O governo avalia ainda que, historicamente, a maior incidência de focos de queima nessas regiões ocorre entre os meses de agosto e outubro, o que justifica a proibiçã. Além disso, a previsão climática do Centro de Previsão de Tempo e Estudos Climáticos para os meses de julho, agosto e setembro indica período de forte estiagem, motivo pelo qual tornou-se urgente a adoção da suspensão das queimadas para conter e reduzir a ocorrência de incêndios nas florestas brasileiras.

Demissão no Inpe

Em audiência no Senado na terça-feira (14), Hamilton Mourão negou que a recente exoneração de uma servidora do Instituto Nacional de Pesquisas Espaciais (Inpe) seja uma tentativa de ocultar dados do órgão, que apontam alta no desmatamento da Amazônia.

Coordenadora-geral do Observatório da Terra do Inpe, Lubia Vinhas foi exonerada na segunda-feira (13), por ordem do ministro da Ciência e Tecnologia, Marcos Pontes.
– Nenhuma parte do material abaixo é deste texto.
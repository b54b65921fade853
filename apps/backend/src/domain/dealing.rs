//! Deck construction and dealing.

use rand::seq::{IndexedRandom, SliceRandom};
use rand::Rng;

use super::rules::{DECKS, HAND_SIZE, MAX_PLAYERS, MIN_PLAYERS, PRINTED_JOKERS_PER_DECK, UNIVERSE_SIZE};
use crate::domain::{Card, CardId, Rank, Suit};
use crate::errors::domain::{DomainError, ValidationKind};

/// The full card universe for one round: two 52-card decks plus printed jokers.
///
/// Ids are assigned in generation order, so they are unique within the round.
pub fn generate_universe() -> Vec<Card> {
    let mut cards = Vec::with_capacity(UNIVERSE_SIZE);
    let mut next_id = 0u16;
    let mut take_id = || {
        let id = CardId(next_id);
        next_id += 1;
        id
    };
    for _ in 0..DECKS {
        for suit in Suit::STANDARD {
            for rank in Rank::STANDARD {
                cards.push(Card::standard(take_id(), suit, rank));
            }
        }
        for _ in 0..PRINTED_JOKERS_PER_DECK {
            cards.push(Card::printed_joker(take_id()));
        }
    }
    cards
}

/// Uniform in-place shuffle.
pub fn shuffle_deck<R: Rng + ?Sized>(deck: &mut [Card], rng: &mut R) {
    deck.shuffle(rng);
}

/// Pick the round's wild joker among the standard cards of the universe.
///
/// The chosen card is a designation only: it stays in the deck and its
/// twin from the other deck keeps being dealt normally.
pub fn select_wild_joker<R: Rng + ?Sized>(universe: &[Card], rng: &mut R) -> Option<Card> {
    let standard: Vec<&Card> = universe.iter().filter(|c| !c.printed_joker).collect();
    standard.choose(rng).map(|card| (*card).clone())
}

/// Everything a fresh round starts from.
#[derive(Debug, Clone)]
pub struct DealtRound {
    /// One hand per seat, in the order the seats were passed in.
    pub hands: Vec<Vec<Card>>,
    /// Remaining draw pile; draw from the back.
    pub deck: Vec<Card>,
    /// Exactly one face-up card after dealing.
    pub discard_pile: Vec<Card>,
    pub wild_joker: Option<Card>,
}

/// Shuffle a fresh universe and deal `HAND_SIZE` cards to each player,
/// round-robin from the top of the deck, then flip one card face up.
pub fn deal_round<R: Rng + ?Sized>(player_count: usize, rng: &mut R) -> Result<DealtRound, DomainError> {
    if !(MIN_PLAYERS..=MAX_PLAYERS).contains(&player_count) {
        return Err(DomainError::validation(
            ValidationKind::InvalidPlayerCount,
            format!("Player count must be {MIN_PLAYERS}..={MAX_PLAYERS}, got {player_count}"),
        ));
    }

    let mut deck = generate_universe();
    let wild_joker = select_wild_joker(&deck, rng);
    shuffle_deck(&mut deck, rng);

    let mut hands: Vec<Vec<Card>> = (0..player_count)
        .map(|_| Vec::with_capacity(HAND_SIZE + 1))
        .collect();
    for _ in 0..HAND_SIZE {
        for hand in hands.iter_mut() {
            let card = deck
                .pop()
                .ok_or_else(|| DomainError::invariant("deck exhausted while dealing"))?;
            hand.push(card);
        }
    }

    let first_discard = deck
        .pop()
        .ok_or_else(|| DomainError::invariant("deck exhausted before first discard"))?;

    Ok(DealtRound {
        hands,
        deck,
        discard_pile: vec![first_discard],
        wild_joker,
    })
}

/// Move all discards except the top one back into the deck and reshuffle.
///
/// Returns false when there is nothing to recycle.
pub fn recycle_discard_pile<R: Rng + ?Sized>(
    deck: &mut Vec<Card>,
    discard_pile: &mut Vec<Card>,
    rng: &mut R,
) -> bool {
    if discard_pile.len() <= 1 {
        return false;
    }
    let top = discard_pile.pop();
    deck.append(discard_pile);
    shuffle_deck(deck, rng);
    discard_pile.extend(top);
    true
}
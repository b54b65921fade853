#![deny(clippy::wildcard_imports)]
#![cfg_attr(test, allow(clippy::wildcard_imports))]

pub mod config;
pub mod domain;
pub mod error;
pub mod errors;
pub mod middleware;
pub mod routes;
pub mod services;
pub mod state;
pub mod telemetry;
pub mod ws;

// Re-exports for public API
pub use config::{RoomConfig, ServerConfig};
pub use error::AppError;
pub use errors::{DomainError, ValidationKind};
pub use services::room_flow::RoomFlow;
pub use state::app_state::AppState;

// Auto-initialize logging for unit tests
#[cfg(test)]
#[ctor::ctor]
fn init_test_logging() {
    backend_test_support::logging::init();
}
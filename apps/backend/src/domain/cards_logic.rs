//! Card logic shared by the meld validator and the scorer: wildness and values.

use super::cards_types::Card;

/// A card is functionally a joker if it is printed as one, or if a wild joker
/// is designated and the card shares its rank.
pub fn is_functional_joker(card: &Card, wild: Option<&Card>) -> bool {
    card.printed_joker || wild.is_some_and(|w| !w.printed_joker && w.rank == card.rank)
}

/// Split a group into its natural (non-joker) cards and a joker count.
pub fn split_jokers<'a>(group: &'a [Card], wild: Option<&Card>) -> (Vec<&'a Card>, usize) {
    let mut naturals = Vec::with_capacity(group.len());
    let mut jokers = 0;
    for card in group {
        if is_functional_joker(card, wild) {
            jokers += 1;
        } else {
            naturals.push(card);
        }
    }
    (naturals, jokers)
}

/// Deadwood value of a card under the round's wild designation.
pub fn card_points(card: &Card, wild: Option<&Card>) -> u32 {
    if is_functional_joker(card, wild) {
        0
    } else {
        card.rank.points()
    }
}
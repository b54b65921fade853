//! Fixtures for driving a `RoomFlow` by hand: seating, rigged hands and
//! manual timer firings.

use rand::rngs::StdRng;
use rand::SeedableRng;
use rummy_backend::domain::cards_parsing::{parse_card, try_parse_cards};
use rummy_backend::domain::{Card, CardId, DeclareSubmission, SessionId};
use rummy_backend::services::room_flow::{RoomEffects, TimerKind};
use rummy_backend::{RoomConfig, RoomFlow};
use uuid::Uuid;

/// Wild rank every rigged round uses.
pub const WILD: &str = "7C";

/// First id of rigged hands, clear of the dealt universe.
pub const RIGGED_IDS: u16 = 1000;

/// 4S 5S 6S | 9D 10D 7H | KH KD KC | 2S 2H 2D 2C | QH, with 7C wild.
pub const WINNING_HAND: [&str; 14] = [
    "4S", "5S", "6S", "9D", "10D", "7H", "KH", "KD", "KC", "2S", "2H", "2D", "2C", "QH",
];

/// Thirteen face-heavy cards with no meld among them in hand order.
pub const HEAVY_HAND: [&str; 13] = [
    "KH", "QD", "JC", "KS", "QH", "JD", "KC", "QS", "JH", "KD", "QC", "JS", "9H",
];

pub fn config(seats: usize) -> RoomConfig {
    RoomConfig {
        seats,
        turn_seconds: 3,
        ..RoomConfig::default()
    }
}

pub fn room(config: RoomConfig) -> RoomFlow {
    RoomFlow::with_rng("fixture-room", config, StdRng::seed_from_u64(7))
}

/// A room with every seat filled, so the first round is dealt.
pub fn dealt_room(config: RoomConfig) -> (RoomFlow, Vec<SessionId>) {
    let mut flow = room(config);
    let players: Vec<SessionId> = (0..flow.config().seats).map(|_| Uuid::new_v4()).collect();
    for &id in &players {
        flow.join(id).expect("seat available");
    }
    (flow, players)
}

pub fn turn_owner(flow: &RoomFlow) -> SessionId {
    flow.state().current_turn().expect("a live turn")
}

pub fn others(players: &[SessionId], id: SessionId) -> Vec<SessionId> {
    players.iter().copied().filter(|&p| p != id).collect()
}

pub fn hand_len(flow: &RoomFlow, id: SessionId) -> usize {
    flow.state().player(id).map(|p| p.hand.len()).unwrap_or(0)
}

/// Fire the armed timer of `kind` with its current generation.
pub fn fire(flow: &mut RoomFlow, kind: TimerKind) -> RoomEffects {
    let generation = flow
        .timers()
        .armed_generation(kind)
        .unwrap_or_else(|| panic!("{kind:?} is not armed"));
    flow.on_timer(kind, generation).expect("timer handled")
}

/// Tick the turn clock until the current turn runs out.
pub fn expire_turn(flow: &mut RoomFlow) -> RoomEffects {
    let mut effects = RoomEffects::none();
    for _ in 0..flow.state().turn_time_remaining {
        effects.extend(fire(flow, TimerKind::TurnClock));
    }
    effects
}

pub fn wild_card() -> Card {
    parse_card(CardId(2000), WILD).expect("valid wild token")
}

/// Replace `id`'s hand with `tokens`, numbered from `first_id`.
pub fn rig_hand(flow: &mut RoomFlow, id: SessionId, first_id: u16, tokens: &[&str]) -> Vec<Card> {
    let hand = try_parse_cards(first_id, tokens.iter().copied()).expect("valid tokens");
    flow.state_mut().wild_joker = Some(wild_card());
    let player = flow.state_mut().player_mut(id).expect("seated player");
    player.hand = hand.clone();
    hand
}

/// Give the turn owner a winning 14-card hand as if they had just drawn.
pub fn rig_winner(flow: &mut RoomFlow, id: SessionId) -> Vec<Card> {
    let hand = rig_hand(flow, id, RIGGED_IDS, &WINNING_HAND);
    flow.state_mut().player_mut(id).expect("seated player").has_drawn = true;
    hand
}

fn ids(offsets: &[u16]) -> Vec<CardId> {
    offsets.iter().map(|&o| CardId(RIGGED_IDS + o)).collect()
}

/// The valid declare for [`WINNING_HAND`]: QH is thrown.
pub fn winning_submission() -> DeclareSubmission {
    DeclareSubmission {
        melds: vec![
            ids(&[0, 1, 2]),
            ids(&[3, 4, 5]),
            ids(&[6, 7, 8]),
            ids(&[9, 10, 11, 12]),
        ],
        discard: CardId(RIGGED_IDS + 13),
    }
}

/// Same cards, but the spade run is broken up so nothing is pure.
pub fn impure_submission() -> DeclareSubmission {
    DeclareSubmission {
        melds: vec![
            ids(&[0, 1, 5]),
            ids(&[3, 4, 2]),
            ids(&[6, 7, 8]),
            ids(&[9, 10, 11, 12]),
        ],
        discard: CardId(RIGGED_IDS + 13),
    }
}
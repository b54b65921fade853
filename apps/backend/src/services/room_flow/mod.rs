//! Room orchestration: the match state machine for one rummy room.
//!
//! `RoomFlow` owns the room's [`RoomState`] and is driven by player actions
//! and timer firings, one at a time. Every operation either refuses the
//! action (`Err`, nothing changed) or applies it and returns the
//! [`RoomEffects`] the host must carry out: broadcasts and timer commands.

mod mutation;
mod orchestration;
mod player_actions;
mod round_lifecycle;
pub mod seats;
mod timers;

use rand::rngs::StdRng;
use rand::SeedableRng;

pub use mutation::{RoomEffects, RoomEvent, RoundResult};
pub use orchestration::PlayerAction;
pub use player_actions::DrawSource;
pub use timers::{TimerBook, TimerCommand, TimerKind};

use crate::config::RoomConfig;
use crate::domain::player_view::{build_snapshot, RoomSnapshot};
use crate::domain::state::{Presence, RoomState, SessionId};

pub struct RoomFlow {
    room_id: String,
    config: RoomConfig,
    state: RoomState,
    rng: StdRng,
    timers: TimerBook,
}

impl RoomFlow {
    pub fn new(room_id: impl Into<String>, config: RoomConfig) -> Self {
        Self::with_rng(room_id, config, StdRng::from_os_rng())
    }

    /// Build with a caller-chosen RNG, for reproducible deals.
    pub fn with_rng(room_id: impl Into<String>, config: RoomConfig, rng: StdRng) -> Self {
        Self {
            room_id: room_id.into(),
            config,
            state: RoomState::new(),
            rng,
            timers: TimerBook::default(),
        }
    }

    pub fn room_id(&self) -> &str {
        &self.room_id
    }

    pub fn config(&self) -> &RoomConfig {
        &self.config
    }

    pub fn state(&self) -> &RoomState {
        &self.state
    }

    /// Direct state access for fixtures and admin tooling.
    pub fn state_mut(&mut self) -> &mut RoomState {
        &mut self.state
    }

    pub fn timers(&self) -> &TimerBook {
        &self.timers
    }

    pub fn snapshot_for(&self, viewer: SessionId) -> RoomSnapshot {
        build_snapshot(&self.state, viewer)
    }

    /// Sessions currently attached to a seat.
    pub fn connected_sessions(&self) -> impl Iterator<Item = SessionId> + '_ {
        self.state
            .players
            .iter()
            .filter(|p| p.presence == Presence::Connected)
            .map(|p| p.session_id)
    }
}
Questionado sobre o tema, Mourão, que também presidente o Conselho da Amazônia, disse que se trata de um “rearranjo” dentro instituto.

“A Lubia vai ocupar uma outra função de até mais responsabilidade que ela tinha. Eu quero deixar claro que a verdade faz parte do meu modo de vida, se os dados forem ruim nós vamos mostrar, porque a mentira quebra a confiança”, completou.

O Ministério da Ciência e Tecnologia também havia classificado a mudança como rearranjo.

“A Dra. Lubia Vinhas tem participado desse processo e está de acordo com as mudanças, que eram previstas e não tem qualquer relação com a produção e a divulgação dos dados de desmatamento, que continuarão a seguir os mesmos procedimentos com qualidade e transparência”, disse a pasta.